Sénégal : des voix critiques inquiétées par la justice
27 décembre 2024Les interpellations et arrestations sont récurrentes au Sénégaldepuis la prise de fonction du président Bassirou Diomaye Faye et de son Premier ministre Ousmane Sonko. Dans la ligne de mire : des chroniqueurs critiques du nouveau pouvoir et des personnalités politiques, comme le maire de Dakar, Barthélémy Dias, rival politique de Ousmane Sonko, qui a été démis de ses fonctions électives. Certains Sénégalais y voient un retour de la pression politico-judiciaire, comme sous le précédent gouvernement.
"Je ne l’accepterai pas, et je ne me laisserai pas marcher sur les pieds", déclarait récemment Barthélémy Dias, homme politique sénégalais, lorsqu'il a été déchu de son mandat de député, puis révoqué de ses fonctions de maire de Dakar par un arrêté préfectoral visant à faire respecter une décision de justice. Cette décision le condamnait, en 2017, pour homicide à deux ans de prison, dont six mois fermes, une peine qu’il a déjà purgée.
"L’acte est illégal !"
Ces protestations de l'ancien député n'ont pourtant aucun succès. À la veille de Noël, le 24 décembre, le Conseil constitutionnel a rejeté le recours de Barthélémy Dias. Lui et d’autres personnalités politiques et chroniqueurs critiques du nouveau régime se retrouvent en difficulté depuis l’arrivée au pouvoir du président Bassirou Diomaye Faye.
"Même à l’Assemblée nationale, on avait besoin de personnes comme Barthélémy Dias pour alimenter les débats critiques et constructifs. Aujourd’hui, on constate que plusieurs personnes ont été arrêtées au Sénégal simplement pour avoir exprimé leurs opinions. C’est regrettable. Les tenants actuels du pouvoir doivent comprendre que les critiques constructives peuvent réellement les aider", soutient Babacar Ba, juriste et président du Forum du Justiciable, une organisation de la société civile sénégalaise qui s’inquiète de ces développements.
Pas d'entraves à la liberté d'expression
Le pouvoir du président Bassirou Diomaye Faye affirme, pour sa part, n’avoir posé aucun acte entravant la liberté d’expression, que ce soit pour la presse ou pour les hommes politiques.

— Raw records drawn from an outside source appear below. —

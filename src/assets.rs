//! Asset identifiers and the readiness gate
//!
//! The host decodes images and audio; the core only needs sprite dimensions
//! and a single "everything loaded" signal before the first frame runs.

use glam::Vec2;
use serde::{Deserialize, Serialize};

/// Image assets drawn by the core
#[derive(Debug, Clone, Copy, PartialEq, Eq, Hash, Serialize, Deserialize)]
pub enum Sprite {
    Background,
    Ship,
    Bullet,
    Enemy,
    EnemyBullet,
}

impl Sprite {
    pub const ALL: [Sprite; 5] = [
        Sprite::Background,
        Sprite::Ship,
        Sprite::Bullet,
        Sprite::Enemy,
        Sprite::EnemyBullet,
    ];

    #[inline]
    fn index(self) -> usize {
        self as usize
    }
}

/// Looping music tracks that must be buffered before the game starts
#[derive(Debug, Clone, Copy, PartialEq, Eq, Hash, Serialize, Deserialize)]
pub enum Track {
    Background,
    GameOver,
}

impl Track {
    pub const ALL: [Track; 2] = [Track::Background, Track::GameOver];
}

/// Pixel dimensions of every sprite
#[derive(Debug, Clone, Copy, PartialEq, Serialize, Deserialize)]
#[serde(default)]
pub struct SpriteSizes {
    pub background: Vec2,
    pub ship: Vec2,
    pub bullet: Vec2,
    pub enemy: Vec2,
    pub enemy_bullet: Vec2,
}

impl Default for SpriteSizes {
    fn default() -> Self {
        Self {
            background: Vec2::new(600.0, 360.0),
            ship: Vec2::new(39.0, 37.0),
            bullet: Vec2::new(6.0, 11.0),
            enemy: Vec2::new(37.0, 38.0),
            enemy_bullet: Vec2::new(8.0, 8.0),
        }
    }
}

/// Finite with a strictly positive width and height
pub fn is_usable_size(size: Vec2) -> bool {
    size.is_finite() && size.x > 0.0 && size.y > 0.0
}

impl SpriteSizes {
    /// First sprite whose size cannot be drawn or collided
    pub fn find_unusable(&self) -> Option<(Sprite, Vec2)> {
        Sprite::ALL
            .into_iter()
            .map(|sprite| (sprite, self.get(sprite)))
            .find(|(_, size)| !is_usable_size(*size))
    }

    pub fn get(&self, sprite: Sprite) -> Vec2 {
        match sprite {
            Sprite::Background => self.background,
            Sprite::Ship => self.ship,
            Sprite::Bullet => self.bullet,
            Sprite::Enemy => self.enemy,
            Sprite::EnemyBullet => self.enemy_bullet,
        }
    }
}

/// Read-only view of loaded assets
pub trait AssetStore {
    /// True once every image and track has loaded
    fn is_ready(&self) -> bool;
    /// Dimensions of a loaded sprite
    fn sprite_size(&self, sprite: Sprite) -> Vec2;
}

/// Preload tracker: the host reports each asset as it finishes loading
#[derive(Debug, Clone, Default)]
pub struct AssetCache {
    sizes: [Option<Vec2>; 5],
    tracks: [bool; 2],
}

impl AssetCache {
    pub fn new() -> Self {
        Self::default()
    }

    /// A cache with every asset already available (headless hosts, tests)
    pub fn preloaded(sizes: SpriteSizes) -> Self {
        let mut cache = Self::new();
        for sprite in Sprite::ALL {
            cache.image_loaded(sprite, sizes.get(sprite));
        }
        for track in Track::ALL {
            cache.track_loaded(track);
        }
        cache
    }

    pub fn image_loaded(&mut self, sprite: Sprite, size: Vec2) {
        self.sizes[sprite.index()] = Some(size);
        self.log_progress();
    }

    pub fn track_loaded(&mut self, track: Track) {
        self.tracks[track as usize] = true;
        self.log_progress();
    }

    /// Number of assets still outstanding
    pub fn pending(&self) -> usize {
        self.sizes.iter().filter(|s| s.is_none()).count()
            + self.tracks.iter().filter(|t| !**t).count()
    }

    fn log_progress(&self) {
        let pending = self.pending();
        if pending == 0 {
            log::info!("All assets loaded");
        } else {
            log::debug!("Asset loaded, {} pending", pending);
        }
    }
}

impl AssetStore for AssetCache {
    fn is_ready(&self) -> bool {
        self.pending() == 0
    }

    fn sprite_size(&self, sprite: Sprite) -> Vec2 {
        self.sizes[sprite.index()].unwrap_or(Vec2::ZERO)
    }
}

#[cfg(test)]
mod tests {
    use super::*;

    #[test]
    fn test_ready_only_after_everything_loads() {
        let mut cache = AssetCache::new();
        assert!(!cache.is_ready());
        assert_eq!(cache.pending(), 7);

        for sprite in Sprite::ALL {
            cache.image_loaded(sprite, Vec2::new(10.0, 10.0));
        }
        // Images alone are not enough
        assert!(!cache.is_ready());

        cache.track_loaded(Track::Background);
        assert!(!cache.is_ready());
        cache.track_loaded(Track::GameOver);
        assert!(cache.is_ready());
    }

    #[test]
    fn test_preloaded_sizes() {
        let sizes = SpriteSizes::default();
        let cache = AssetCache::preloaded(sizes);
        assert!(cache.is_ready());
        assert_eq!(cache.sprite_size(Sprite::Ship), sizes.ship);
        assert_eq!(cache.sprite_size(Sprite::EnemyBullet), sizes.enemy_bullet);
    }

    #[test]
    fn test_unusable_sizes() {
        assert_eq!(SpriteSizes::default().find_unusable(), None);
        assert!(!is_usable_size(Vec2::new(0.0, 10.0)));
        assert!(!is_usable_size(Vec2::new(f32::NAN, 10.0)));

        let sizes = SpriteSizes {
            enemy: Vec2::new(-5.0, 10.0),
            ..Default::default()
        };
        assert_eq!(sizes.find_unusable(), Some((Sprite::Enemy, Vec2::new(-5.0, 10.0))));
    }
}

C’est ce que souligne aussi Ndéme Dieng, expert en décentralisation proche du pouvoir en place.
Il explique que "le régime actuel n’a pas de comptes à régler avec des acteurs politiques. Que vous soyez un acteur politique ou un citoyen lambda, peu importe votre appartenance politique, la justice fera son travail conformément aux lois et règlements de ce pays".
Appel à la vigilance
Cependant, Amnesty Sénégal invite à la vigilance pour éviter que les interpellations et les enquêtes en cours ne soient perçues comme un acharnement politico-judiciaire. Seydi Gassama, le secrétaire exécutif d'Amnesty International Sénégal, observe une amélioration par rapport à la période 2021-2024, mais reste prudent.
"Malgré quelques préoccupations, nous notons une nette amélioration par rapport à ce que nous avions connu entre 2021 et 2024, où il y avait des arrestations quotidiennes. Nous n’observons pas cela aujourd’hui, même si, avec les lois en vigueur, les procureurs ont tendance à s’autosaisir, ce qui peut inquiéter certaines personnes", affirme-t-il.
Les interpellations et arrestations pourraient se poursuivre dans le cadre de la politique de reddition des comptes du président Bassirou Diomaye Faye. Les défenseurs des droits humains appellent néanmoins les nouveaux dirigeants à faire preuve de bonne foi pour marquer une véritable rupture avec le passé.
Déclaration de politique générale d'Ousmane Sonko
Le Premier ministre sénéglais présente ce vendredi (27.12) à l'Assemblée nationale sa déclaration de politique générale. C'est une première pour Ousmane Sonko depuis sa nomination le 2 avril 2024. Très attendue, cette déclaration devrait annoncer des solutions aux préoccupations des Sénégalais dans les domaines de l'éducation, de la santé, de l'emploi et du logement, entre autres.